Дойдя до этого места своего рассказа, Сэцу не могла сдержать слез, они потекли по щекам.
— Ода вообще был немного неповоротлив. Вероятно, его и в самом деле сшибла электричка,— сказал Сёдзо. Опустив глаза и уставившись в тарелку, на которой оставалась лишь зеленая петрушка, он продолжал:—Я не помню случая, чтобы он когда-нибудь жаловался на свое одиночество. Он казался человеком рассеянным и беззаботным, но, видимо, чувствовал себя одиноким и не хотел об этом говорить. В студенческие годы он почти никогда не ездил домой. Встретившись теперь с его родственниками, я понял причину.
А ведь он был такой добрый, такой привязчивый и при всей его преданности своей работе она не могла всецело заполнить его сердце. Скажу вам прямо: только вы одна могли бы помочь ему. И, думается, он был счастлив умереть у вас на глазах, помахав вам на прощанье рукой. Это ведь совсем не то, что погибнуть в грязи где-нибудь в Маньчжурии или в Китае.
— Но ведь и от меня ему не было никакой пользы. Я не смогла ему помочь даже тогда, когда он погибал на моих глазах. Как мне его жаль! — сказала Сэцу.
«Пожалуй, уже от одних этих слов Ода почувствовал бы себя счастливым»,— подумал Сёдзо. Он взглянул на Сэцу, которая, достав носовой платок, вытирала глаза, прячась за синюю стеклянную вазочку с увядшими цветами. И неожиданно перед ним всплыл образ Тацуэ, которая ни внешним, ни внутренним обликом нисколько не была похожа на Сэцу. А что, если бы он, Сёдзо, умер так же, как Ода, или был убит на войне, стала бы Тацуэ проливать по нем такие же искренние слезы? В душе он тут же посмеялся над своим нелепым вопросом, и вдруг перед его мысленным взором одно вслед за другим, словно шары на бильярде, промелькнули еще два лица. Это было так неожиданно и странно, что он поразился. Какое отношение имела к нему Марико? И тем более — госпожа Ато! Эта женщина была предметом его тайных грез, но никогда не вызывала в нем ничего, кроме чувственного желания, проникавшего в его молодое тело, как земные соки проникают в растение. И сейчас думать о ней было и противно и досадно.

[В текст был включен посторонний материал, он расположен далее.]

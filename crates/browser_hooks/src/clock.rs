use browser_hooks_core::{ClockOptions, ClockSnapshot, ClockTicker};
use leptos::{create_rw_signal, on_cleanup, ReadSignal, SignalSet};

use crate::platform::HookHost;

/// Local wall clock refreshed every [`ClockOptions::interval`].
pub fn use_clock(options: ClockOptions) -> ReadSignal<ClockSnapshot> {
    clock_with(&HookHost::browser(), options)
}

pub(crate) fn clock_with(host: &HookHost, options: ClockOptions) -> ReadSignal<ClockSnapshot> {
    let read_clock = host.clock.clone();
    let now = create_rw_signal(read_clock());
    let ticker = ClockTicker::new(host.scheduler.clone(), options, move || {
        now.set(read_clock())
    });

    let listener = if options.pause_when_hidden {
        if !host.is_document_visible() {
            ticker.visibility_changed(false);
        }
        let observed = ticker.clone();
        host.visibility_listener("use_clock", move |visible| {
            observed.visibility_changed(visible)
        })
    } else {
        None
    };

    on_cleanup(move || {
        drop(listener);
        ticker.dispose();
    });
    now.read_only()
}

#[cfg(test)]
mod tests {
    use std::{cell::Cell, rc::Rc, time::Duration};

    use leptos::{create_rw_signal, RwSignal, SignalGetUntracked};
    use pretty_assertions::assert_eq;

    use super::*;
    use crate::platform::testing::{mount_while, TestHost};

    fn at_second(second: u32) -> ClockSnapshot {
        ClockSnapshot {
            second,
            ..ClockSnapshot::default()
        }
    }

    fn mounted_clock(
        test: &TestHost,
        mounted: RwSignal<bool>,
        options: ClockOptions,
    ) -> ReadSignal<ClockSnapshot> {
        let clock: Rc<Cell<Option<ReadSignal<ClockSnapshot>>>> = Rc::default();
        let slot = clock.clone();
        let host = test.host();
        mount_while(mounted, move || slot.set(Some(clock_with(&host, options))));
        clock.get().expect("mounted")
    }

    #[test]
    fn ticks_refresh_the_snapshot_each_interval() {
        let runtime = leptos::create_runtime();
        let test = TestHost::new();
        let now = mounted_clock(&test, create_rw_signal(true), ClockOptions::default());

        test.clock.set(at_second(1));
        assert_eq!(now.get_untracked(), ClockSnapshot::default());
        test.scheduler.advance(Duration::from_secs(1));
        assert_eq!(now.get_untracked(), at_second(1));
        runtime.dispose();
    }

    #[test]
    fn hidden_document_at_mount_pauses_until_shown() {
        let runtime = leptos::create_runtime();
        let test = TestHost::new();
        test.visible.set(false);
        let now = mounted_clock(&test, create_rw_signal(true), ClockOptions::default());

        test.clock.set(at_second(5));
        test.scheduler.advance(Duration::from_secs(10));
        assert_eq!(now.get_untracked(), ClockSnapshot::default());

        test.set_visible(true);
        test.scheduler.advance(Duration::from_secs(1));
        assert_eq!(now.get_untracked(), at_second(5));
        runtime.dispose();
    }

    #[test]
    fn unmount_stops_ticking() {
        let runtime = leptos::create_runtime();
        let test = TestHost::new();
        let mounted = create_rw_signal(true);
        let _now = mounted_clock(&test, mounted, ClockOptions::default());
        assert_eq!(test.scheduler.pending_timers(), 1);

        mounted.set(false);
        assert_eq!(test.scheduler.pending_timers(), 0);
        assert_eq!(test.visibility.removals(), 1);
        runtime.dispose();
    }
}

— Сколько с нас? — сердито, словно желая сорвать на ком-нибудь зло, крикнул Сёдзо официантке, которая, сидя в углу, дразнила белого щенка и в то же время с назойливым любопытством поглядывала на них.
Расплатившись, Сёдзо закурил новую сигарету и встал.
— Пойдемте?
Когда они вышли из-под тента, Сэцу сказала: _
— Вы, Канно-сан, наверно, поедете электричкой? А я — автобусом. Мне придется немного пройти пешком, зато уж без пересадки.
— И я могу автобусом.
— Да, но ведь такая жара!
— Сделаем небольшой крюк и пойдем в тени. Мне знакомы эти места.
Сёдзо знал этот район в дни беззаботной юности, когда только что поступил в колледж и был чемпионом по теннису. Тогда он часто приезжал сюда на состязания с теннисистами другого колледжа, расположенного поблизости отсюда. Но Сёдзо не стал пускаться в объяснения. Они перешли переезд, миновали шумную улицу с лавчонками, закусочными и ларьками и попали на тихую, утопавшую в зелени улицу, застроенную особняками. Торговая улица выросла с ней по соседству — когда-то такие же улицы возникали рядом с монастырями.
— Как вы думаете,— спросил вдруг Сёдзо, когда они проходили мимо каменных ворот, над которыми свешивались ветви плакучего дербенника с ярко-красными цветочками, похожими на бумажные,— как вы думаете, сам Ода догадывался?.. Знал он, что так сильно вас любит?
Сэцу вспыхнула и вслед за тем побледнела. Но ответила она спокойно, как если бы вопрос не имел к ней никакого отношения:
— Кажется, нет. И я радовалась этому. Так было лучше.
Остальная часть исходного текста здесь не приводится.